Levé à cinq heures. Après le petit déjeuner, j’aperçois un rai de lumière sous la porte de la chambre en passant dans le couloir. Ma D., réveillée à cinq heures et demie, écrit, alitée, un rêve qui l’a remuée, sur un bout de papier. Nous parlons un moment, je file à l’ordinateur, revient pour dessiner. Je prends le bus, arrive à la médiathèque en même temps que la responsable de celle-ci ; nous parlons de l’aisance sociale des étudiants de ce genre d’école. Je continue mon tour des services, puis entame les divers rapports qu’il me faut rédiger.
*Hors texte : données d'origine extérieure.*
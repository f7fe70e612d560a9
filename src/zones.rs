//! Zone Registry
//!
//! Halifax fishing zones with their centroids, radii and display names,
//! plus the GPS bounding box used to decide whether a coordinate pair may
//! override the classifier's zone.
//!
//! `ZONES` is an ordered list, not a map: its order is the enumeration order
//! used to break distance ties in [`nearest_zone`].

use serde::{Deserialize, Serialize};

/// Registered fishing zone
#[derive(Debug, Clone, Copy, PartialEq, Serialize)]
pub struct ZoneInfo {
    pub zone: &'static str,
    pub lat: f64,
    pub lon: f64,
    pub radius_km: f64,
    pub area_name: &'static str,
}

impl ZoneInfo {
    pub fn centroid(&self) -> GeoPoint {
        GeoPoint::new(self.lat, self.lon)
    }
}

pub static ZONES: &[ZoneInfo] = &[
    ZoneInfo { zone: "Zone A", lat: 44.69, lon: -63.60, radius_km: 5.0, area_name: "Near Bedford Basin" },
    ZoneInfo { zone: "Zone B", lat: 44.66, lon: -63.56, radius_km: 7.0, area_name: "Near Point Pleasant" },
    ZoneInfo { zone: "Zone C", lat: 44.63, lon: -63.53, radius_km: 10.0, area_name: "Near McNabs Island" },
];

/// Latitude/longitude pair in decimal degrees
#[derive(Debug, Clone, Copy, PartialEq, Serialize, Deserialize)]
pub struct GeoPoint {
    pub lat: f64,
    pub lon: f64,
}

impl GeoPoint {
    pub const fn new(lat: f64, lon: f64) -> Self {
        Self { lat, lon }
    }

    /// Planar distance in degree space (not geodesic)
    pub fn degree_distance(&self, other: &GeoPoint) -> f64 {
        libm::hypot(self.lat - other.lat, self.lon - other.lon)
    }
}

/// Inclusive lat/lon rectangle
#[derive(Debug, Clone, Copy, PartialEq)]
pub struct BoundingBox {
    pub min_lat: f64,
    pub max_lat: f64,
    pub min_lon: f64,
    pub max_lon: f64,
}

impl BoundingBox {
    pub fn contains(&self, point: &GeoPoint) -> bool {
        (self.min_lat..=self.max_lat).contains(&point.lat)
            && (self.min_lon..=self.max_lon).contains(&point.lon)
    }
}

/// Area in which a supplied GPS fix is trusted over the classifier
pub const HALIFAX_BOUNDS: BoundingBox = BoundingBox {
    min_lat: 44.5,
    max_lat: 44.8,
    min_lon: -63.7,
    max_lon: -63.4,
};

/// Look up a zone by its label
pub fn find_zone(zone: &str) -> Option<&'static ZoneInfo> {
    ZONES.iter().find(|z| z.zone == zone)
}

/// Zone whose centroid is closest to `point`
pub fn nearest_zone(point: &GeoPoint) -> &'static ZoneInfo {
    // ZONES is a non-empty static table
    nearest_in(ZONES, point).unwrap_or(&ZONES[0])
}

/// Closest zone in `zones`, `None` for an empty slice.
///
/// A later zone replaces the best only when strictly closer, so the earlier
/// zone wins exact ties.
pub fn nearest_in<'a>(zones: &'a [ZoneInfo], point: &GeoPoint) -> Option<&'a ZoneInfo> {
    let mut best: Option<(&ZoneInfo, f64)> = None;

    for zone in zones {
        let distance = point.degree_distance(&zone.centroid());
        match best {
            Some((_, best_distance)) if distance >= best_distance => {}
            _ => best = Some((zone, distance)),
        }
    }

    best.map(|(zone, _)| zone)
}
Ce bâtiment, en partie un ancien couvent adossé à la colline de Fourvière, est un havre de paix ; j’entends à travers les murs, après déjeuner, une répétition de la cantate Christ lag in Todes Banden de Bach. Je suis surpris par le fonds de cette bibliothèque, mais aussi par la sur-qualification du personnel ; peu de cadres A, ici. Il faut que je passe au retour à la bibliothèque de l’ENSSIB, mais c’est l’heure pénible, il y a beaucoup de monde dans les transports, à la manière lyonnaise : molle. J’essaie de travailler en soirée. J’y arrive, mais non sans peine.